Le ministre de l'Intérieur en est bien convaincu. C'est pourquoi, dans le cadre de la réforme de l'Etat, il a engagé de profondes transformations dans la gestion du corps préfectoral. Si la très grande majorité des préfets sont choisis parmi les sous-préfets et les administrateurs civils du ministère de l'Intérieur, certains doivent aussi être nommés parmi des fonctionnaires ayant servi dans d'autres administrations, de même que des préfets sont choisis pour des fonctions de direction dans des ministères. Cette ouverture est un enrichissement pour le corps préfectoral. Elle est conforme au caractère interministériel de vos fonctions. La qualité du choix initial ne dispense pas d'une évaluation régulière des aptitudes et de la manière de servir. Le ministre de l'Intérieur a entrepris de rénover les méthodes d'évaluation des préfets et de réfléchir aux conditions de leur inspection.

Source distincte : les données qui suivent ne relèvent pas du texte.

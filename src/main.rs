//! TrunkRate server
//!
//! HTTP host for the call-rating and override-resolution engine: loads
//! configuration, optionally seeds trunk rating snapshots from a JSON
//! file, and serves the rating API.

use actix_cors::Cors;
use actix_web::{http::header, web, App, HttpResponse, HttpServer};
use std::env;
use std::fs;
use std::sync::Arc;
use tracing::{info, warn};
use tracing_actix_web::TracingLogger;
use tracing_subscriber::{fmt, layer::SubscriberExt, util::SubscriberInitExt, EnvFilter};
use trunkrate_api::{configure_margin, configure_trunks, AppState, MemoryTrunkStore};
use trunkrate_core::models::TrunkRatingConfig;
use trunkrate_core::AppConfig;
use trunkrate_engine::{MarginAggregator, RatingEngine};

/// Health check endpoint
async fn health_check() -> HttpResponse {
    HttpResponse::Ok().json(serde_json::json!({
        "status": "healthy",
        "service": "trunkrate",
        "version": env!("CARGO_PKG_VERSION"),
    }))
}

/// Configure API routes
fn configure_routes(cfg: &mut web::ServiceConfig) {
    cfg.service(
        web::scope("/api/v1")
            .route("/health", web::get().to(health_check))
            .configure(configure_trunks)
            .configure(configure_margin),
    );
}

/// Initialize tracing/logging
fn init_tracing() {
    let log_level = env::var("LOG_LEVEL").unwrap_or_else(|_| "info".to_string());

    let env_filter = EnvFilter::try_from_default_env().unwrap_or_else(|_| {
        EnvFilter::new(format!(
            "trunkrate={},trunkrate_api={},trunkrate_engine={},actix_web=info",
            log_level, log_level, log_level
        ))
    });

    tracing_subscriber::registry()
        .with(env_filter)
        .with(
            fmt::layer()
                .with_target(true)
                .with_thread_ids(true)
                .with_file(true)
                .with_line_number(true),
        )
        .init();
}

/// Seed the trunk store from an optional JSON file of snapshots
fn seed_store(store: &MemoryTrunkStore, path: &str) {
    match fs::read_to_string(path) {
        Ok(raw) => match serde_json::from_str::<Vec<TrunkRatingConfig>>(&raw) {
            Ok(configs) => {
                for config in configs {
                    if let Err(e) = config.validate() {
                        warn!(trunk_id = %config.trunk_id, error = %e, "Skipping invalid trunk snapshot");
                        continue;
                    }
                    store.install(config);
                }
                info!(count = store.len(), file = path, "Seeded trunk snapshots");
            }
            Err(e) => warn!(file = path, error = %e, "Failed to parse trunk snapshot file"),
        },
        Err(e) => warn!(file = path, error = %e, "Failed to read trunk snapshot file"),
    }
}

#[actix_web::main]
async fn main() -> std::io::Result<()> {
    // Load environment variables from .env file
    dotenvy::dotenv().ok();

    init_tracing();

    info!("Starting TrunkRate v{}", env!("CARGO_PKG_VERSION"));

    let config = AppConfig::load().unwrap_or_else(|e| {
        panic!("Failed to load configuration: {}", e);
    });

    let store = Arc::new(MemoryTrunkStore::new());
    if let Some(ref path) = config.trunks_file {
        seed_store(&store, path);
    }

    let state = AppState::new(
        RatingEngine::new(config.rating.clone()),
        MarginAggregator::new(config.rating.margin.clone()),
        store,
    );

    // CORS configuration
    let cors_origins = env::var("CORS_ORIGINS")
        .unwrap_or_else(|_| "http://localhost:3000,http://127.0.0.1:3000".to_string());

    let bind_addr = config.server_addr();
    let workers = config.server.workers;
    info!(
        "Starting HTTP server on {} with {} workers",
        bind_addr, workers
    );

    HttpServer::new(move || {
        let mut cors = Cors::default()
            .allowed_methods(vec!["GET", "POST", "PUT", "DELETE"])
            .allowed_headers(vec![header::AUTHORIZATION, header::CONTENT_TYPE])
            .max_age(3600);
        for origin in cors_origins.split(',') {
            cors = cors.allowed_origin(origin.trim());
        }

        App::new()
            .wrap(TracingLogger::default())
            .wrap(cors)
            .app_data(web::Data::new(state.clone()))
            .configure(configure_routes)
    })
    .workers(workers)
    .bind(&bind_addr)?
    .run()
    .await
}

Ces réformes permettront aux préfets de mieux jouer leur rôle dans la déconcentration, qui est un des axes fondamentaux de cette réforme. Sur ce point, un prochain comité interministériel, préparé par le ministre de la Fonction publique, de la Réforme de l'Etat et de la Décentralisation, examinera plusieurs décisions importantes. L'élaboration d'un projet territorial, donnant une cohérence d'ensemble aux actions des services de l'Etat dans la région ou le département, la faculté donnée au préfet d'adapter, après concertation, l'organisation des services administratifs de son ressort, permettront de nouvelles avancées de la déconcentration. Les préfets y trouveront un nouvel espace pour exercer leur métier, inchangé dans ses principes et profondément renouvelé dans ses méthodes.
Mesdames et Messieurs les préfets,
Le Gouvernement a toute confiance dans votre plein engagement pour expliquer et appliquer, dans les régions et les départements, la politique qu'il met en uvre pour notre pays.
J'ai conscience de l'ampleur de votre tâche, du poids de vos responsabilités, de la qualité de votre travail. Je vous assure de mon estime et de mon soutien.
Et puisque l'un d'entre vous assiste aujourd'hui pour la dernière fois à une telle réunion, après vingt années d'exercice de la fonction de préfet, je voudrais, en rendant hommage à M. Alain Ohrel, préfet du Nord, préfet de la région Nord-Pas-de-Calais, nommé conseiller d'Etat, rendre hommage à chacun d'entre vous, qui faites chaque jour le métier si exigeant de serviteurs de l'Etat et de la République.